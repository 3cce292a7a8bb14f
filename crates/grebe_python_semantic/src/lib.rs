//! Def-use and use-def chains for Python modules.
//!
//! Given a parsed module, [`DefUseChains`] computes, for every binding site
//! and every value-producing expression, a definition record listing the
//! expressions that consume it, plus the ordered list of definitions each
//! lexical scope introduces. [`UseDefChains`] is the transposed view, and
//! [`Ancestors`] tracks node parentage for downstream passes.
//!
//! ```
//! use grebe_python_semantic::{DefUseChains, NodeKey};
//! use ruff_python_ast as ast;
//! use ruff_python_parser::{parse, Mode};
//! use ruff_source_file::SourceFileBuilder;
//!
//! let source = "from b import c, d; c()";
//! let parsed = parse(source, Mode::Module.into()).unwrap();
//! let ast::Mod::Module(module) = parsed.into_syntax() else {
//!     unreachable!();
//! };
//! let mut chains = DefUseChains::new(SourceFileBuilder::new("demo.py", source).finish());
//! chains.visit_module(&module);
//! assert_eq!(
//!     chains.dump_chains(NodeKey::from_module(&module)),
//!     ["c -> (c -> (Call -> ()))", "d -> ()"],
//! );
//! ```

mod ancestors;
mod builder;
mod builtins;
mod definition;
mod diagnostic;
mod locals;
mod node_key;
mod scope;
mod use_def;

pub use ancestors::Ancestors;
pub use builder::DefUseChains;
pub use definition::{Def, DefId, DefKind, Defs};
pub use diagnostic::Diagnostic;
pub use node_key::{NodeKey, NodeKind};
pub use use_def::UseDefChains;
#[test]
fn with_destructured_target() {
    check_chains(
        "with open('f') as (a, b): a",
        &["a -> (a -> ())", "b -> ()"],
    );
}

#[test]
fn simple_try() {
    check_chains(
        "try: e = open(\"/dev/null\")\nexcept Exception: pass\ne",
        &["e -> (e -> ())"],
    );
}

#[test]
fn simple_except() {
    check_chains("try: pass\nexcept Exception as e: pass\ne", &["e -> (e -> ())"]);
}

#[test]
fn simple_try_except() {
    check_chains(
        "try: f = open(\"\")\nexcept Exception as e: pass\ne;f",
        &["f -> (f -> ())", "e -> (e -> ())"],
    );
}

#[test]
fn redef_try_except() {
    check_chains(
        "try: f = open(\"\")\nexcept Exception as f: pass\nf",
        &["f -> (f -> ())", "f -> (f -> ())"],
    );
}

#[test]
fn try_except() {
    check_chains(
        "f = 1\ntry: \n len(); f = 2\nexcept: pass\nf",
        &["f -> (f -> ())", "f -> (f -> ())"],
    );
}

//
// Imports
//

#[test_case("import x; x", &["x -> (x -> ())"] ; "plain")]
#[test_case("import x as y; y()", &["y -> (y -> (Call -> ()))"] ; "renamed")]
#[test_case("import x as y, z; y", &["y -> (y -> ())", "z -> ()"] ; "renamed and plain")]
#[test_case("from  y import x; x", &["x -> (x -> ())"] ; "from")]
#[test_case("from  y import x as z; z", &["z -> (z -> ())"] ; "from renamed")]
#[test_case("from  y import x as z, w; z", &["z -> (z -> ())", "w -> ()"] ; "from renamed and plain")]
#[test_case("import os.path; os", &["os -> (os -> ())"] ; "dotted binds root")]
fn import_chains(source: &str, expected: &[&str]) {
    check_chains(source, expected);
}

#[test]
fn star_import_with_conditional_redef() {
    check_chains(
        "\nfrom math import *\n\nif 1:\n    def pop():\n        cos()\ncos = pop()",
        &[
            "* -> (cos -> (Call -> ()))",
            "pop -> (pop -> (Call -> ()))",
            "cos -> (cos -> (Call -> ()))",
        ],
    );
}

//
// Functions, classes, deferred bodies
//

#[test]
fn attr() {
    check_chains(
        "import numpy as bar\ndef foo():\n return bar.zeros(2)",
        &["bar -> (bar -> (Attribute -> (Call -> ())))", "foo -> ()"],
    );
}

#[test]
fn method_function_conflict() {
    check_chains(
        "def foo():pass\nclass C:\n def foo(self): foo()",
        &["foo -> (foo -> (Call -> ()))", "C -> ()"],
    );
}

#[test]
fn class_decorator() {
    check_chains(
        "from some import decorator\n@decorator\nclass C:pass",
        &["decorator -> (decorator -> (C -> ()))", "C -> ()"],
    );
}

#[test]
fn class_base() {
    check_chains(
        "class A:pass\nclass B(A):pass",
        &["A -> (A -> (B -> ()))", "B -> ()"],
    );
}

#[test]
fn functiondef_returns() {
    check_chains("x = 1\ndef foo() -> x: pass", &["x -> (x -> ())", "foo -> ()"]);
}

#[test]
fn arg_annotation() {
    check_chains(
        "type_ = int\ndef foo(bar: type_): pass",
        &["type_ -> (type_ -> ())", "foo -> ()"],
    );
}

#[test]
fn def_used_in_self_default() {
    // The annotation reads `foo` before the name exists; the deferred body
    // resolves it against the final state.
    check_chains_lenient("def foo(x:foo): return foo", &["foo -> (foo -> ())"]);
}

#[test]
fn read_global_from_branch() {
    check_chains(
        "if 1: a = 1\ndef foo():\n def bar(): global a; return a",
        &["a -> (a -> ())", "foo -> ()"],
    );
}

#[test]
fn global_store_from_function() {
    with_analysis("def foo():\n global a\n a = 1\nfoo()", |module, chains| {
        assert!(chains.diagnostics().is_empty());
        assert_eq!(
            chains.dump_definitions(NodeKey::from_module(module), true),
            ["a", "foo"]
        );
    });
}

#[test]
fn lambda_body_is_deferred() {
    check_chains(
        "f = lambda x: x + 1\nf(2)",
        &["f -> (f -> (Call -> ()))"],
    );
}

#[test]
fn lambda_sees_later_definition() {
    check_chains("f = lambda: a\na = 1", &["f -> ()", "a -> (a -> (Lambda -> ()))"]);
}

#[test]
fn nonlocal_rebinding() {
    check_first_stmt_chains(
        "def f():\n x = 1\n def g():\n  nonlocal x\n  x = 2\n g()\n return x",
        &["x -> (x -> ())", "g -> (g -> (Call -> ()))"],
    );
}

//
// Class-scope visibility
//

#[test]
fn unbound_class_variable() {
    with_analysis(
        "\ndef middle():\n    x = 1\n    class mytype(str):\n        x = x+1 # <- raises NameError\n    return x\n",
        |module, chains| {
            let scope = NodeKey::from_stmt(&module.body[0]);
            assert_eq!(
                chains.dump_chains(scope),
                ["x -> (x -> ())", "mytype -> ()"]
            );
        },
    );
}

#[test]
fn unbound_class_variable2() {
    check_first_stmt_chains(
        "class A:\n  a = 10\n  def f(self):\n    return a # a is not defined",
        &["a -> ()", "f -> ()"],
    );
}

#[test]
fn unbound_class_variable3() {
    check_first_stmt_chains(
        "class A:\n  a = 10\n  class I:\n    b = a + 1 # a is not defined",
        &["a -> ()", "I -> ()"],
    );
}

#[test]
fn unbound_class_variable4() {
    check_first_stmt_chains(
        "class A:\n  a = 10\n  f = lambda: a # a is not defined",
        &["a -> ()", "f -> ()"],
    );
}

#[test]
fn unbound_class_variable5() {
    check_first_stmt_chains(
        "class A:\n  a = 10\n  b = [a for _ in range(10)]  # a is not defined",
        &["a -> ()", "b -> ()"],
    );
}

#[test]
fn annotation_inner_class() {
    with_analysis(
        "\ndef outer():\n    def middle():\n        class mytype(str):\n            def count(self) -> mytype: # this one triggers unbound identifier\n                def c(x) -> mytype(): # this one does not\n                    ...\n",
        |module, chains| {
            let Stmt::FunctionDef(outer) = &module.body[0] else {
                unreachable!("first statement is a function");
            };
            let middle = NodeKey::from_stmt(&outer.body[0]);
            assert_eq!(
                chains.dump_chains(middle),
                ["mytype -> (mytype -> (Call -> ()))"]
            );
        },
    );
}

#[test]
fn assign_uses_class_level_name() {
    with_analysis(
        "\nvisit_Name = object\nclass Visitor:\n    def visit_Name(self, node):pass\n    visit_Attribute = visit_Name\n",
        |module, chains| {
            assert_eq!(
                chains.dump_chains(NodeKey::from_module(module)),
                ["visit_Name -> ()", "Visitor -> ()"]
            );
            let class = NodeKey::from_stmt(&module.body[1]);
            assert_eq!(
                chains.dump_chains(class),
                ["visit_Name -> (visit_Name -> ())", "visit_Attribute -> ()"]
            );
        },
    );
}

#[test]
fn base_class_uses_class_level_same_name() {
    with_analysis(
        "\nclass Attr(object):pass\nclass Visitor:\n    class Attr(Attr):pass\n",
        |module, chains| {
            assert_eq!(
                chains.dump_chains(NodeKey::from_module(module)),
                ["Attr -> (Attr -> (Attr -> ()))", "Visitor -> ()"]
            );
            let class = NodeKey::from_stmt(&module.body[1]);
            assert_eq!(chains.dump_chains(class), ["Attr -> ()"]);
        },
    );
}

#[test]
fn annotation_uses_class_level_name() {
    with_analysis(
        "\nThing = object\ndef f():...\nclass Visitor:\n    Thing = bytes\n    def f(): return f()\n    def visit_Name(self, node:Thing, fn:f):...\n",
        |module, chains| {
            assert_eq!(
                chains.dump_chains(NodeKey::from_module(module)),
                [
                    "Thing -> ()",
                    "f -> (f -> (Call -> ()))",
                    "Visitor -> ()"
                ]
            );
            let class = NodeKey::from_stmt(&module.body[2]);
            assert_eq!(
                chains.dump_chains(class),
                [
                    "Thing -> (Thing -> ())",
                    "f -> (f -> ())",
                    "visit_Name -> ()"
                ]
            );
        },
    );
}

☆ ☆ ☆ ☆ ☆ ☆ ☆

● Activity: Within the listing above, locate the line containing "some import decorator\n@decorator\nclass" and the line containing "# <- raises". Reproduce those two lines and all lines between them exactly, with nothing added.

● Exercise output:
        "from some import decorator\n@decorator\nclass C:pass",
        &["decorator -> (decorator -> (C -> ()))", "C -> ()"],
    );
}

#[test]
fn class_base() {
    check_chains(
        "class A:pass\nclass B(A):pass",
        &["A -> (A -> (B -> ()))", "B -> ()"],
    );
}

#[test]
fn functiondef_returns() {
    check_chains("x = 1\ndef foo() -> x: pass", &["x -> (x -> ())", "foo -> ()"]);
}

#[test]
fn arg_annotation() {
    check_chains(
        "type_ = int\ndef foo(bar: type_): pass",
        &["type_ -> (type_ -> ())", "foo -> ()"],
    );
}

#[test]
fn def_used_in_self_default() {
    // The annotation reads `foo` before the name exists; the deferred body
    // resolves it against the final state.
    check_chains_lenient("def foo(x:foo): return foo", &["foo -> (foo -> ())"]);
}

#[test]
fn read_global_from_branch() {
    check_chains(
        "if 1: a = 1\ndef foo():\n def bar(): global a; return a",
        &["a -> (a -> ())", "foo -> ()"],
    );
}

#[test]
fn global_store_from_function() {
    with_analysis("def foo():\n global a\n a = 1\nfoo()", |module, chains| {
        assert!(chains.diagnostics().is_empty());
        assert_eq!(
            chains.dump_definitions(NodeKey::from_module(module), true),
            ["a", "foo"]
        );
    });
}

#[test]
fn lambda_body_is_deferred() {
    check_chains(
        "f = lambda x: x + 1\nf(2)",
        &["f -> (f -> (Call -> ()))"],
    );
}

#[test]
fn lambda_sees_later_definition() {
    check_chains("f = lambda: a\na = 1", &["f -> ()", "a -> (a -> (Lambda -> ()))"]);
}

#[test]
fn nonlocal_rebinding() {
    check_first_stmt_chains(
        "def f():\n x = 1\n def g():\n  nonlocal x\n  x = 2\n g()\n return x",
        &["x -> (x -> ())", "g -> (g -> (Call -> ()))"],
    );
}

//
// Class-scope visibility
//

#[test]
fn unbound_class_variable() {
    with_analysis(
        "\ndef middle():\n    x = 1\n    class mytype(str):\n        x = x+1 # <- raises NameError\n    return x\n",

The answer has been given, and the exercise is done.